Data for processing -
◇ ◇ ◇ ◇ ◇ ◇ ◇

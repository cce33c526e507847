//! In-memory transport and notifier used by the unit tests

use crate::error::BridgeError;
use crate::notify::{NotifyReceipt, Notifier};
use crate::transport::{FrameSink, FrameSource, TransportConnector};
use async_trait::async_trait;
use bridge_shared::Alert;
use std::sync::atomic::{AtomicBool, Ordering};
use std::sync::{Arc, Mutex};
use tokio::sync::mpsc;
use tokio::time::Instant;

/// A frame written by the bridge
#[derive(Debug, Clone, PartialEq, Eq)]
pub enum SentFrame {
    Text(String),
    Close,
}

#[derive(Default)]
struct PeerState {
    sent: Mutex<Vec<(Instant, SentFrame)>>,
    fail_writes: AtomicBool,
    ack_close: AtomicBool,
    released: AtomicBool,
}

/// Test-side handle to the remote end of a mock connection
#[derive(Clone)]
pub struct MockPeer {
    inbound: Arc<Mutex<Option<mpsc::UnboundedSender<String>>>>,
    state: Arc<PeerState>,
}

impl MockPeer {
    /// Deliver a payload to the bridge
    pub fn push(&self, payload: &str) {
        if let Some(tx) = self.inbound.lock().unwrap().as_ref() {
            let _ = tx.send(payload.to_string());
        }
    }

    /// Close the connection from the peer side
    pub fn hang_up(&self) {
        self.inbound.lock().unwrap().take();
    }

    /// Make every following write fail
    pub fn fail_writes(&self) {
        self.state.fail_writes.store(true, Ordering::SeqCst);
    }

    /// Hang up as soon as a close message arrives
    pub fn acknowledge_close(&self) {
        self.state.ack_close.store(true, Ordering::SeqCst);
    }

    pub fn sent(&self) -> Vec<SentFrame> {
        self.state
            .sent
            .lock()
            .unwrap()
            .iter()
            .map(|(_, frame)| frame.clone())
            .collect()
    }

    /// Times at which keepalive text frames were written
    pub fn text_times(&self) -> Vec<Instant> {
        self.state
            .sent
            .lock()
            .unwrap()
            .iter()
            .filter(|(_, frame)| matches!(frame, SentFrame::Text(_)))
            .map(|(at, _)| *at)
            .collect()
    }

    pub fn text_count(&self) -> usize {
        self.text_times().len()
    }

    /// Whether the bridge released its write half
    pub fn released(&self) -> bool {
        self.state.released.load(Ordering::SeqCst)
    }
}

pub struct MockSink {
    peer: MockPeer,
}

#[async_trait]
impl FrameSink for MockSink {
    async fn send_text(&mut self, text: String) -> Result<(), BridgeError> {
        if self.peer.state.fail_writes.load(Ordering::SeqCst) {
            return Err(BridgeError::Write("broken pipe".into()));
        }
        self.peer
            .state
            .sent
            .lock()
            .unwrap()
            .push((Instant::now(), SentFrame::Text(text)));
        Ok(())
    }

    async fn send_close(&mut self) -> Result<(), BridgeError> {
        if self.peer.state.fail_writes.load(Ordering::SeqCst) {
            return Err(BridgeError::Write("broken pipe".into()));
        }
        self.peer
            .state
            .sent
            .lock()
            .unwrap()
            .push((Instant::now(), SentFrame::Close));
        if self.peer.state.ack_close.load(Ordering::SeqCst) {
            self.peer.hang_up();
        }
        Ok(())
    }

    async fn close(&mut self) {
        self.peer.state.released.store(true, Ordering::SeqCst);
    }
}

pub struct MockSource {
    rx: mpsc::UnboundedReceiver<String>,
}

#[async_trait]
impl FrameSource for MockSource {
    async fn recv_text(&mut self) -> Result<String, BridgeError> {
        self.rx
            .recv()
            .await
            .ok_or_else(|| BridgeError::Read("connection closed".into()))
    }
}

/// Hands out a single in-memory connection
pub struct MockConnector {
    conn: Mutex<Option<(MockSink, MockSource)>>,
    dialed: Arc<Mutex<Vec<String>>>,
}

impl MockConnector {
    pub fn new() -> (Self, MockPeer) {
        let (tx, rx) = mpsc::unbounded_channel();
        let peer = MockPeer {
            inbound: Arc::new(Mutex::new(Some(tx))),
            state: Arc::new(PeerState::default()),
        };
        let sink = MockSink { peer: peer.clone() };
        let source = MockSource { rx };

        let connector = Self {
            conn: Mutex::new(Some((sink, source))),
            dialed: Arc::new(Mutex::new(Vec::new())),
        };
        (connector, peer)
    }

    /// A connector whose dial always fails
    pub fn refusing() -> Self {
        Self {
            conn: Mutex::new(None),
            dialed: Arc::new(Mutex::new(Vec::new())),
        }
    }

    /// URLs passed to `connect`
    pub fn dialed(&self) -> Arc<Mutex<Vec<String>>> {
        self.dialed.clone()
    }
}

#[async_trait]
impl TransportConnector for MockConnector {
    type Sink = MockSink;
    type Source = MockSource;

    async fn connect(&self, url: &str) -> Result<(MockSink, MockSource), BridgeError> {
        self.dialed.lock().unwrap().push(url.to_string());
        self.conn
            .lock()
            .unwrap()
            .take()
            .ok_or_else(|| BridgeError::Connection {
                url: url.to_string(),
                reason: "connection refused".into(),
            })
    }

    fn name(&self) -> &'static str {
        "Mock"
    }
}

/// Notifier that records every alert instead of sending it
#[derive(Clone, Default)]
pub struct RecordingNotifier {
    alerts: Arc<Mutex<Vec<Alert>>>,
    failing: bool,
}

impl RecordingNotifier {
    pub fn new() -> Self {
        Self::default()
    }

    /// Records the alert, then reports a transport failure
    pub fn failing() -> Self {
        Self {
            failing: true,
            ..Self::default()
        }
    }

    pub fn alerts(&self) -> Vec<Alert> {
        self.alerts.lock().unwrap().clone()
    }
}

#[async_trait]
impl Notifier for RecordingNotifier {
    async fn notify(&self, alert: &Alert) -> Result<NotifyReceipt, BridgeError> {
        self.alerts.lock().unwrap().push(alert.clone());
        if self.failing {
            return Err(BridgeError::Notify {
                reason: "connection refused".into(),
                fatal: false,
            });
        }
        Ok(NotifyReceipt { status: 200 })
    }
}
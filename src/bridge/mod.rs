//! Event bridge
//!
//! This module handles:
//! - Dialing the event source once
//! - Dispatching inbound payloads to the notifier
//! - Keepalive writes and coordinated shutdown

mod dispatch;
pub mod event_loop;

pub use dispatch::{Dispatcher, NotifyPolicy};

use crate::connection::ConnectionManager;
use crate::error::BridgeError;
use crate::transport::TransportConnector;
use bridge_shared::state_machine::{BridgeStateMachine, LoopEvent};
use bridge_shared::timing;
use std::sync::Arc;
use std::time::Duration;
use tokio_util::sync::CancellationToken;
use tracing::debug;

/// Timing of the event loop
#[derive(Debug, Clone)]
pub struct LoopConfig {
    /// Interval between keepalive writes
    pub keepalive_interval: Duration,
    /// How long to wait for the peer after sending a close message
    pub close_grace: Duration,
}

impl Default for LoopConfig {
    fn default() -> Self {
        Self {
            keepalive_interval: Duration::from_millis(timing::KEEPALIVE_INTERVAL_MS),
            close_grace: Duration::from_millis(timing::CLOSE_GRACE_MS),
        }
    }
}

/// Why the event loop stopped
#[derive(Debug, Clone, Copy, PartialEq, Eq)]
pub enum LoopExit {
    /// External interrupt
    Interrupted,
    /// The connection stopped delivering payloads
    ReadFailed,
    /// A keepalive could not be written
    WriteFailed,
}

/// Connects to the event source and runs the event loop over it
pub struct Bridge<C> {
    manager: ConnectionManager<C>,
    dispatcher: Arc<Dispatcher>,
    config: LoopConfig,
}

impl<C: TransportConnector> Bridge<C> {
    pub fn new(manager: ConnectionManager<C>, dispatcher: Dispatcher, config: LoopConfig) -> Self {
        Self {
            manager,
            dispatcher: Arc::new(dispatcher),
            config,
        }
    }

    /// Run one connection from dial to release.
    ///
    /// A dial failure is returned as a fatal `BridgeError::Connection`.
    pub async fn run(&self, shutdown: CancellationToken) -> Result<LoopExit, BridgeError> {
        let mut fsm = BridgeStateMachine::new();

        let conn = match self.manager.connect().await {
            Ok(conn) => conn,
            Err(e) => {
                event_loop::transition(&mut fsm, LoopEvent::ConnectFailed);
                return Err(e);
            }
        };
        event_loop::transition(&mut fsm, LoopEvent::Connected);

        debug!("Running event loop on {}", conn.url());
        let (sink, source) = conn.into_split();
        event_loop::run(
            &mut fsm,
            sink,
            source,
            self.dispatcher.clone(),
            &self.config,
            shutdown,
        )
        .await
    }
}
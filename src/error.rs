//! Error types for the bridge

use thiserror::Error;

/// How far an error is allowed to propagate
#[derive(Debug, Clone, Copy, PartialEq, Eq)]
pub enum Severity {
    /// Terminates the process with a non-zero exit status
    Fatal,
    /// Ends the event loop; the process still exits cleanly
    EndsLoop,
    /// Logged and the loop keeps running
    Recoverable,
}

/// Errors raised while bridging events
#[derive(Error, Debug)]
pub enum BridgeError {
    #[error("Failed to connect to {url}: {reason}")]
    Connection { url: String, reason: String },

    #[error("Read error: {0}")]
    Read(String),

    #[error("Write error: {0}")]
    Write(String),

    #[error("Notification failed: {reason}")]
    Notify { reason: String, fatal: bool },

    #[error("Invalid configuration: {0}")]
    Config(String),
}

impl BridgeError {
    /// Classify the error for the propagation policy
    pub fn severity(&self) -> Severity {
        match self {
            BridgeError::Connection { .. } | BridgeError::Config(_) => Severity::Fatal,
            BridgeError::Read(_) | BridgeError::Write(_) => Severity::EndsLoop,
            BridgeError::Notify { fatal: true, .. } => Severity::Fatal,
            BridgeError::Notify { fatal: false, .. } => Severity::Recoverable,
        }
    }

    /// Whether the process must stop
    pub fn is_fatal(&self) -> bool {
        self.severity() == Severity::Fatal
    }

    /// Re-tag a notification failure as fatal; other errors are returned unchanged
    pub fn escalate(self) -> Self {
        match self {
            BridgeError::Notify { reason, .. } => BridgeError::Notify { reason, fatal: true },
            other => other,
        }
    }
}
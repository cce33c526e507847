//! Development peer for the sensor bridge
//!
//! Accepts WebSocket connections on `/echo`, echoes every data frame back and
//! broadcasts each line typed on stdin to all connected clients, e.g.
//! `{"e":"changed","r":"sensors","state":{"open":true}}`.

use futures::{SinkExt, StreamExt};
use std::net::SocketAddr;
use tokio::io::{AsyncBufReadExt, BufReader};
use tokio::net::{TcpListener, TcpStream};
use tokio::sync::broadcast;
use tokio_tungstenite::tungstenite::handshake::server::{ErrorResponse, Request, Response};
use tokio_tungstenite::tungstenite::http::StatusCode;
use tokio_tungstenite::tungstenite::Message;
use tracing::{debug, info, warn};
use tracing_subscriber::{fmt, prelude::*, EnvFilter};

const ECHO_PATH: &str = "/echo";

#[tokio::main]
async fn main() -> anyhow::Result<()> {
    tracing_subscriber::registry()
        .with(fmt::layer())
        .with(EnvFilter::from_default_env().add_directive(tracing::Level::INFO.into()))
        .init();

    let bind = std::env::args().nth(1).unwrap_or_else(|| "0.0.0.0:8080".into());
    let listener = TcpListener::bind(&bind).await?;
    info!("Echo server listening on {} (path {})", bind, ECHO_PATH);

    let (inject_tx, _) = broadcast::channel::<String>(16);

    let stdin_tx = inject_tx.clone();
    tokio::spawn(async move {
        let mut lines = BufReader::new(tokio::io::stdin()).lines();
        while let Ok(Some(line)) = lines.next_line().await {
            let line = line.trim().to_string();
            if line.is_empty() {
                continue;
            }
            match stdin_tx.send(line) {
                Ok(n) => info!("Injected payload to {} client(s)", n),
                Err(_) => warn!("No clients connected, payload dropped"),
            }
        }
    });

    loop {
        let (socket, addr) = listener.accept().await?;
        info!("Connection from: {}", addr);

        let inject_rx = inject_tx.subscribe();
        tokio::spawn(async move {
            if let Err(e) = handle_client(socket, addr, inject_rx).await {
                warn!("Session {} ended with error: {}", addr, e);
            }
            info!("Client disconnected: {}", addr);
        });
    }
}

fn check_path(req: &Request, resp: Response) -> Result<Response, ErrorResponse> {
    if req.uri().path() == ECHO_PATH {
        return Ok(resp);
    }
    let mut err = ErrorResponse::new(Some(format!("no endpoint at {}", req.uri().path())));
    *err.status_mut() = StatusCode::NOT_FOUND;
    Err(err)
}

async fn handle_client(
    stream: TcpStream,
    addr: SocketAddr,
    mut inject_rx: broadcast::Receiver<String>,
) -> anyhow::Result<()> {
    let ws = tokio_tungstenite::accept_hdr_async(stream, check_path).await?;
    let (mut write, mut read) = ws.split();

    loop {
        tokio::select! {
            msg = read.next() => {
                match msg {
                    Some(Ok(Message::Text(text))) => {
                        debug!("[{}] recv: {}", addr, text.as_str());
                        write.send(Message::Text(text)).await?;
                    }
                    Some(Ok(Message::Binary(data))) => {
                        write.send(Message::Binary(data)).await?;
                    }
                    Some(Ok(Message::Close(frame))) => {
                        info!("[{}] close requested: {:?}", addr, frame.map(|f| f.code));
                        break;
                    }
                    Some(Ok(_)) => {}
                    Some(Err(e)) => return Err(e.into()),
                    None => break,
                }
            }

            injected = inject_rx.recv() => {
                match injected {
                    Ok(payload) => write.send(Message::Text(payload.into())).await?,
                    Err(broadcast::error::RecvError::Lagged(n)) => {
                        warn!("[{}] skipped {} injected payloads", addr, n);
                    }
                    Err(broadcast::error::RecvError::Closed) => break,
                }
            }
        }
    }

    // Completes the close handshake started by the client
    let _ = write.close().await;
    Ok(())
}
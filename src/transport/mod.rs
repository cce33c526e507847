pub mod traits;
pub mod websocket;

pub use traits::{FrameSink, FrameSource, TransportConnector};
pub use websocket::{WsConnector, WsSink, WsSource};
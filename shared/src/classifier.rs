//! Payload classifier
//!
//! The default mode matches literal substrings against the raw payload text,
//! so `"open" : true` (with spaces) does not match. The typed mode decodes
//! the payload into a [`SensorEvent`] and inspects its fields instead.

use crate::event::SensorEvent;
use std::fmt;
use std::str::FromStr;

const DOOR_OPEN_MARKER: &str = "\"open\":true";
const VIBRATION_MARKER: &str = "\"vibration\":true";

/// What an inbound payload represents
#[derive(Debug, Clone, Copy, PartialEq, Eq)]
pub enum Classification {
    DoorOpen,
    Vibration,
    None,
}

/// How payloads are classified
#[derive(Debug, Clone, Copy, PartialEq, Eq, Default)]
pub enum ClassifierMode {
    /// Literal substring match on the raw text
    #[default]
    Substring,
    /// Decode as JSON and branch on typed fields
    Typed,
}

impl fmt::Display for ClassifierMode {
    fn fmt(&self, f: &mut fmt::Formatter<'_>) -> fmt::Result {
        match self {
            ClassifierMode::Substring => write!(f, "substring"),
            ClassifierMode::Typed => write!(f, "typed"),
        }
    }
}

impl FromStr for ClassifierMode {
    type Err = String;

    fn from_str(s: &str) -> Result<Self, Self::Err> {
        match s.to_ascii_lowercase().as_str() {
            "substring" => Ok(ClassifierMode::Substring),
            "typed" | "json" => Ok(ClassifierMode::Typed),
            other => Err(format!("unknown classifier mode: {}", other)),
        }
    }
}

/// Classify a payload with the given mode
pub fn classify(payload: &str, mode: ClassifierMode) -> Classification {
    match mode {
        ClassifierMode::Substring => classify_substring(payload),
        ClassifierMode::Typed => classify_typed(payload),
    }
}

/// Door open is checked first; if both markers are present it wins.
pub fn classify_substring(payload: &str) -> Classification {
    if payload.contains(DOOR_OPEN_MARKER) {
        Classification::DoorOpen
    } else if payload.contains(VIBRATION_MARKER) {
        Classification::Vibration
    } else {
        Classification::None
    }
}

/// Payloads that fail to decode classify as `None`.
pub fn classify_typed(payload: &str) -> Classification {
    match SensorEvent::parse(payload) {
        Ok(event) if event.is_open() => Classification::DoorOpen,
        Ok(event) if event.has_vibration() => Classification::Vibration,
        _ => Classification::None,
    }
}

◇ ◇ ◇ ◇ ◇ ◇ ◇

Problem details -
Looking at the data above, write out exactly the lines that start at the one containing "the propagation policy" and end at the one containing "use tokio_tungstenite::tungstenite::Message;"; include both and nothing beyond.

Expected answer -
    /// Classify the error for the propagation policy
    pub fn severity(&self) -> Severity {
        match self {
            BridgeError::Connection { .. } | BridgeError::Config(_) => Severity::Fatal,
            BridgeError::Read(_) | BridgeError::Write(_) => Severity::EndsLoop,
            BridgeError::Notify { fatal: true, .. } => Severity::Fatal,
            BridgeError::Notify { fatal: false, .. } => Severity::Recoverable,
        }
    }

    /// Whether the process must stop
    pub fn is_fatal(&self) -> bool {
        self.severity() == Severity::Fatal
    }

    /// Re-tag a notification failure as fatal; other errors are returned unchanged
    pub fn escalate(self) -> Self {
        match self {
            BridgeError::Notify { reason, .. } => BridgeError::Notify { reason, fatal: true },
            other => other,
        }
    }
}
repository cce33c526e507847
//! Development peer for the sensor bridge
//!
//! Accepts WebSocket connections on `/echo`, echoes every data frame back and
//! broadcasts each line typed on stdin to all connected clients, e.g.
//! `{"e":"changed","r":"sensors","state":{"open":true}}`.

use futures::{SinkExt, StreamExt};
use std::net::SocketAddr;
use tokio::io::{AsyncBufReadExt, BufReader};
use tokio::net::{TcpListener, TcpStream};
use tokio::sync::broadcast;
use tokio_tungstenite::tungstenite::handshake::server::{ErrorResponse, Request, Response};
use tokio_tungstenite::tungstenite::http::StatusCode;
use tokio_tungstenite::tungstenite::Message;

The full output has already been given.